Picking up good vibrations: a systematic review of footfall detection and analysis in the realm of wildlife surveying

Author Blackledge, B., Briers, R.A., McHugh, N., La Spada, L. & White, P.
Citation Blackledge, B., Briers, R.A., McHugh, N., La Spada, L. & White, P. (2026). Picking up good vibrations: a systematic review of footfall detection and analysis in the realm of wildlife surveying. Wildlife Biology, (e01601)

Abstract

Exploration of new wildlife surveying methodologies that leverage advances in sensor technology and machine learning has led to tentative research into the application of seismology techniques. This, most commonly, involves the deployment of a footfall trap – a seismic sensor and data logger customised for wildlife footfall.
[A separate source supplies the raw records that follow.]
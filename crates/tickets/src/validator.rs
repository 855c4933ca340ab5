//! Purchase rules.
//!
//! Validation is a pure function of the order and the configured limits: no IO,
//! no logging, no state carried between calls.

use serde::{Deserialize, Serialize};

use cinema_core::AccountId;

use crate::counts::TicketCounts;
use crate::error::{ItemViolation, PurchaseError, ViolationKind};
use crate::ticket::{PurchaseOrder, RequestedType, TicketTypeRequest};

pub const DEFAULT_MAX_TICKETS: u32 = 20;

/// Per-purchase ticket limits. The lower bound is always one ticket.
#[derive(Debug, Copy, Clone, PartialEq, Eq, Serialize, Deserialize)]
#[serde(default)]
pub struct PurchaseLimits {
    pub max_tickets: u32,
}

impl Default for PurchaseLimits {
    fn default() -> Self {
        Self {
            max_tickets: DEFAULT_MAX_TICKETS,
        }
    }
}

/// An order that passed every rule.
#[derive(Debug, Copy, Clone, PartialEq, Eq)]
pub struct ValidatedPurchase {
    account_id: AccountId,
    counts: TicketCounts,
}

impl ValidatedPurchase {
    pub fn account_id(&self) -> AccountId {
        self.account_id
    }

    pub fn counts(&self) -> &TicketCounts {
        &self.counts
    }
}

#[derive(Debug, Clone, Default)]
pub struct PurchaseValidator {
    limits: PurchaseLimits,
}

impl PurchaseValidator {
    pub fn new(limits: PurchaseLimits) -> Self {
        Self { limits }
    }

    pub fn limits(&self) -> PurchaseLimits {
        self.limits
    }

    /// Check an order against the purchase rules and aggregate its tickets.
    ///
    /// Account and request-list problems fail immediately. Per-request problems
    /// are collected across the whole list and reported together. The ticket
    /// mix rules run only on a well-formed list.
    pub fn validate(&self, order: &PurchaseOrder) -> Result<ValidatedPurchase, PurchaseError> {
        let account_id = AccountId::parse(order.account_id)
            .map_err(|_| PurchaseError::invalid_account(order.account_id))?;

        let requests = match order.requests.as_deref() {
            Some(requests) if !requests.is_empty() => requests,
            _ => return Err(PurchaseError::EmptyRequest),
        };

        let violations = collect_violations(requests);
        if !violations.is_empty() {
            return Err(PurchaseError::InvalidItems(violations));
        }

        let counts = aggregate(requests.iter().flatten());
        self.check_mix(&counts)?;

        Ok(ValidatedPurchase { account_id, counts })
    }

    fn check_mix(&self, counts: &TicketCounts) -> Result<(), PurchaseError> {
        let total = counts.total();
        let max = self.limits.max_tickets;
        if total == 0 || total > u64::from(max) {
            return Err(PurchaseError::TotalOutOfRange { total, max });
        }
        if counts.adult == 0 {
            return Err(PurchaseError::NoAdult);
        }
        if counts.infant > counts.adult {
            return Err(PurchaseError::TooManyInfants {
                infants: counts.infant,
                adults: counts.adult,
            });
        }
        Ok(())
    }
}

fn collect_violations(requests: &[Option<TicketTypeRequest>]) -> Vec<ItemViolation> {
    let mut violations = Vec::new();
    for (index, request) in requests.iter().enumerate() {
        let position = index + 1;
        let mut push = |kind| violations.push(ItemViolation { position, kind });

        let Some(request) = request else {
            push(ViolationKind::Missing);
            continue;
        };
        match request.count() {
            None => push(ViolationKind::MissingCount),
            Some(count) if count < 0 => push(ViolationKind::NegativeCount(count)),
            Some(_) => {}
        }
        match request.ticket_type() {
            None => push(ViolationKind::MissingType),
            Some(RequestedType::Unrecognized(name)) => {
                push(ViolationKind::UnrecognizedType(name.clone()))
            }
            Some(RequestedType::Known(_)) => {}
        }
    }
    violations
}

// Callers only pass requests that produced no violations; anything else is skipped.
fn aggregate<'a>(requests: impl Iterator<Item = &'a TicketTypeRequest>) -> TicketCounts {
    requests
        .filter_map(|request| {
            let ticket_type = request.ticket_type()?.known()?;
            let count = u64::try_from(request.count()?).ok()?;
            Some((ticket_type, count))
        })
        .collect()
}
While well-established in fields such as border security and human-intruder detection, the use of seismology in wildlife surveying remains nascent. This systematic review, conducted in accordance with PRISMA reporting guidelines, for the first time, compiles existing research in this developing area and offers a synthesis and discussion to support its progression. Our comprehensive search and screening process identified 34 studies that recorded or analysed wildlife footfall using ground-based sensors. Analysis of publication dates shows a clear upward trajectory in wildlife seismology research: the earliest included study was published in 2000, with 45% of studies appearing in the last five years. The primary driver behind most research was human–wildlife conflict (70%), followed by behavioural studies (15%) and wildlife monitoring (15%). Geophones were used in the majority of studies (70%), valued for their accessibility and affordability, though other sensors, such as pressure plates, vibration sensors, and seismometers, were also represented. Performance synthesis was challenging due to varied parameters. Binary classification tasks reported a median accuracy of 90%, while two recent studies involving four-class classification achieved accuracies of 91.3 and 91.7% using a Mahalanobis distance classifier and a convolutional neural network, respectively. We examine common trends and biases across the studies and conduct a horizon scan to identify key research questions that must be addressed to advance the methodology. High-priority areas include distinguishing closely related species, benchmarking against existing sensor technologies, evaluating generalisation across diverse sites, and investigating how footfall detectability might inform abundance estimates.